MSP Margo MacDonald thought early last year that she had secured enough support from colleagues to introduce the measure.
MacDonald was guaranteed a debate on her measure as soon as 21 MSPs out of the 129 in the chamber indicated their support.
However, today, pro-life advocates wrote to Holyrood’s Presiding Officer arguing the bill should not be allowed to receive a debate and vote because it contravenes the European Convention on Human Rights.
The Care Not Killing campaign says the MSPs would be acting outside the parliament’s jurisdiction if they debate the bill.
Last year, Nicola Sturgeon, the Scottish health minister, said she is opposed to the assisted suicide bill and worries that it will be abused to target the elderly and disabled.
Meanwhile, the British Medical Association has joined pro-life groups and disability rights advocates in opposing the bill.

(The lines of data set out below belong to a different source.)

impl Session {
    /// Start a new session from `config`.
    ///
    /// # Errors
    ///
    /// Returns [`SessionError::Config`] if the config does not validate.
    pub fn new(
        id: SessionId,
        config: SessionConfig,
        tables: Arc<DeltaTables>,
    ) -> Result<Self, SessionError> {
        config.validate()?;
        let vector = config.initial;
        Ok(Self::from_parts(id, config, tables, vector, 0))
    }

    /// Resume a session from a stored [`SessionRecord`].
    ///
    /// Stored achievements are re-attributed to `id` and seed the unlocked
    /// set, so nothing already earned unlocks a second time. A repeated key
    /// keeps its first record. The deck continues from `deck_draws` on the
    /// config's seed.
    ///
    /// The stored vector is not checked here; [`act`](Self::act) rejects it
    /// if it is corrupt.
    pub fn resume(
        id: SessionId,
        config: SessionConfig,
        tables: Arc<DeltaTables>,
        record: SessionRecord,
    ) -> Self {
        let mut session = Self::from_parts(id, config, tables, record.vector, record.turn);
        for achievement in record.achievements {
            if session.unlocked.insert(achievement.key.clone()) {
                session.achievements.push(Achievement {
                    session_id: id,
                    ..achievement
                });
            }
        }
        session.deck = CosmicDeck::resume(session.config.seed, record.deck_draws);
        debug!(
            session = %id,
            turn = session.turn,
            achievements = session.achievements.len(),
            draws = record.deck_draws,
            "session resumed"
        );
        session
    }

    /// The state needed to [`resume`](Self::resume) this session later.
    pub fn to_record(&self) -> SessionRecord {
        SessionRecord {
            vector: self.vector,
            turn: self.turn,
            achievements: self.achievements.clone(),
            deck_draws: self.deck.draws(),
        }
    }

    fn from_parts(
        id: SessionId,
        config: SessionConfig,
        tables: Arc<DeltaTables>,
        vector: StatVector,
        turn: u64,
    ) -> Self {
        let deck = CosmicDeck::new(config.seed);
        Self {
            id,
            config,
            tables,
            vector,
            turn,
            unlocked: BTreeSet::new(),
            achievements: Vec::new(),
            timeline: Timeline::new(),
            archives: Vec::new(),
            concluded: None,
            deck,
        }
    }

    // -- accessors ----------------------------------------------------------

    /// This session's id.
    pub fn id(&self) -> SessionId {
        self.id
    }

    /// The config the session was started with.
    pub fn config(&self) -> &SessionConfig {
        &self.config
    }

    /// Delta tables the session resolves actions against.
    pub fn tables(&self) -> &Arc<DeltaTables> {
        &self.tables
    }

    /// Current stat vector.
    pub fn vector(&self) -> &StatVector {
        &self.vector
    }

    /// Number of turns resolved so far.
    pub fn turn(&self) -> u64 {
        self.turn
    }

    /// Keys of every achievement unlocked so far.
    pub fn unlocked_keys(&self) -> &BTreeSet<String> {
        &self.unlocked
    }

    /// Achievement records, in unlock order.
    pub fn achievements(&self) -> &[Achievement] {
        &self.achievements
    }

    /// Everything that happened, turn by turn.
    pub fn timeline(&self) -> &Timeline {
        &self.timeline
    }

    /// Archives sealed so far, oldest first.
    pub fn archives(&self) -> &[ArchiveRecord] {
        &self.archives
    }

    /// Why the session ended, if it has.
    pub fn concluded(&self) -> Option<GameOverReason> {
        self.concluded
    }

    pub fn is_concluded(&self) -> bool {
        self.concluded.is_some()
    }

    /// The session's cosmic wildcard deck.
    pub fn deck(&self) -> &CosmicDeck {
        &self.deck
    }

    // -- turn pipeline ------------------------------------------------------

    /// Resolve one action and commit its effects.
    ///
    /// # Errors
    ///
    /// - [`SessionError::Concluded`] if the session has ended.
    /// - [`SessionError::Core`] with [`PresidencyError::InvalidVectorState`]
    ///   if the stored vector is corrupt.
    ///
    /// The session is unchanged on error.
    pub fn act(&mut self, action: &Action) -> Result<TurnOutcome, SessionError> {
        if self.concluded.is_some() {
            return Err(SessionError::Concluded(self.id));
        }
        self.vector.validate()?;

        let parsed = CrisisMethod::parse(action.method.as_deref());
        let Resolution { delta, fallback } =
            self.tables.resolve(action.category, &action.key, parsed);
        let before = self.vector;
        let after = before.apply(&delta);
        let turn = self.turn + 1;

        let mut fresh = evaluate_achievements(&self.unlocked, &after);
        if let Some(mythic) = mythic_unlock(action.category, &action.key) {
            if !self.unlocked.contains(&mythic.key) {
                fresh.push(mythic);
            }
        }

        let verdict = game_over(&after, self.config.chaos_threshold);
        let risk = rebellion_risk(&after);

        // Commit.
        let now = unix_ms();
        let unlocked: Vec<Achievement> = fresh
            .into_iter()
            .map(|a| Achievement {
                session_id: self.id,
                key: a.key,
                description: a.description,
                turn,
                unlocked_at_ms: now,
            })
            .collect();

        self.vector = after;
        self.turn = turn;

        let method = match action.category {
            ActionCategory::Crisis => parsed,
            _ => CrisisMethod::Unspecified,
        };
        self.timeline.record(TimelineEntry::action(
            turn,
            action.category,
            &action.key,
            method,
            fallback,
            delta,
            before,
            after,
        ));
        for achievement in &unlocked {
            self.unlocked.insert(achievement.key.clone());
            self.timeline.record(TimelineEntry::achievement(
                turn,
                &achievement.key,
                &achievement.description,
                achievement.key == MYTHIC_KEY,
            ));
        }
        self.achievements.extend(unlocked.iter().cloned());
        if let Some(entry) = TimelineEntry::rebellion(turn, &risk) {
            self.timeline.record(entry);
        }

        info!(
            session = %self.id,
            turn,
            category = %action.category,
            key = %action.key,
            chaos = after.chaos,
            approval = after.approval,
            stability = after.stability,
            "turn resolved"
        );
        debug!(session = %self.id, %delta, fallback, unlocked = unlocked.len(), "turn details");
        if risk.active {
            warn!(
                session = %self.id,
                intensity = risk.intensity,
                trigger = ?risk.trigger,
                "rebellion risk"
            );
        }

        let archive = match verdict.reason {
            Some(reason) => {
                warn!(session = %self.id, turn, %reason, "game over");
                self.conclude(reason)
            }
            None => None,
        };

        Ok(TurnOutcome {
            turn,
            vector: after,
            delta,
            fallback,
            unlocked,
            rebellion: risk,
            game_over: verdict,
            archive,
        })
    }

    /// Draw a cosmic wildcard from the session's deck and act on it.
    pub fn draw_wildcard(&mut self) -> Result<TurnOutcome, SessionError> {
        if self.concluded.is_some() {
            return Err(SessionError::Concluded(self.id));
        }
        self.vector.validate()?;
        let key = self
            .deck
            .draw(&self.tables)
            .map(str::to_owned)
            .ok_or_else(|| PresidencyError::Catalog("cosmic table has no entries".to_owned()))?;
        debug!(session = %self.id, %key, draws = self.deck.draws(), "wildcard drawn");
        self.act(&Action::new(ActionCategory::Cosmic, key))
    }

    /// End the session voluntarily and seal the automatic archive.
    ///
    /// # Errors
    ///
    /// Returns [`SessionError::Concluded`] if the session already ended, or
    /// the archive error if sealing fails (the session still ends).
    pub fn end(&mut self) -> Result<ArchiveRecord, SessionError> {
        if self.concluded.is_some() {
            return Err(SessionError::Concluded(self.id));
        }
        info!(session = %self.id, turn = self.turn, "president resigned");
        self.mark_concluded(GameOverReason::Resigned);
        self.seal(ArchiveKind::Auto)
    }

    /// Seal a manual archive of the current state. Allowed at any time,
    /// including after the session ended.
    pub fn export_archive(&mut self) -> Result<ArchiveRecord, SessionError> {
        self.seal(ArchiveKind::Manual)
    }

    fn mark_concluded(&mut self, reason: GameOverReason) {
        self.concluded = Some(reason);
        self.timeline
            .record(TimelineEntry::game_over(self.turn, reason));
    }

    /// Conclude after a game over. The automatic archive is best-effort: a
    /// sealing failure is logged and the turn still stands.
    fn conclude(&mut self, reason: GameOverReason) -> Option<ArchiveRecord> {
        self.mark_concluded(reason);
        match self.seal(ArchiveKind::Auto) {
            Ok(record) => Some(record),
            Err(e) => {
                warn!(session = %self.id, error = %e, "automatic archive failed");
                None
            }
        }
    }

    fn seal(&mut self, kind: ArchiveKind) -> Result<ArchiveRecord, SessionError> {
        let payload = ArchivePayload {
            president: &self.config.president,
            turn: self.turn,
            vector: &self.vector,
            achievements: self.achievements.iter().map(|a| a.key.as_str()).collect(),
            concluded: self.concluded,
            timeline: self.timeline.lines(),
        };
        let sealed = SealedArchive::seal(&payload)?;

        let record = ArchiveRecord {
            session_id: self.id,
            kind,
            turn: self.turn,
            glyphs: sealed.glyphs,
            digest: sealed.digest,
            payload: sealed.payload,
        };
        self.timeline
            .record(TimelineEntry::archived(self.turn, kind, &record.digest));
        self.archives.push(record.clone());
        info!(session = %self.id, ?kind, digest = %record.digest, "archive sealed");
        Ok(record)
    }
}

The BMA would be very disappointed if we ended up with having legalized physician-assisted suicide in Scotland," Dr. George Fernie of the BMA said. People when they have a debilitating illness that may end their life are extremely vulnerable, they’re at a fragile stage. And our worry is they’re going to contemplate ending their life when that really isn’t their wish.
Also, the Scottish Council on Human Bioethics panned the bill, calling it "dangerous and unnecessary."
The panel believes the bill would turn disabled and terminally ill people into second class citizens.
The council said assisted dying was unnecessary because physical suffering can be adequately alleviated in all but the most rare cases.
Director of research Dr Callum MacKellar said: "When dying patients realize that they do not need to suffer, they often change their minds about euthanasia."
Under the bill, any doctor asked by a patient for drugs to kill himself would consult with a specialist beforehand and then must provide the patient’s records to a medical panel after the patient is dead.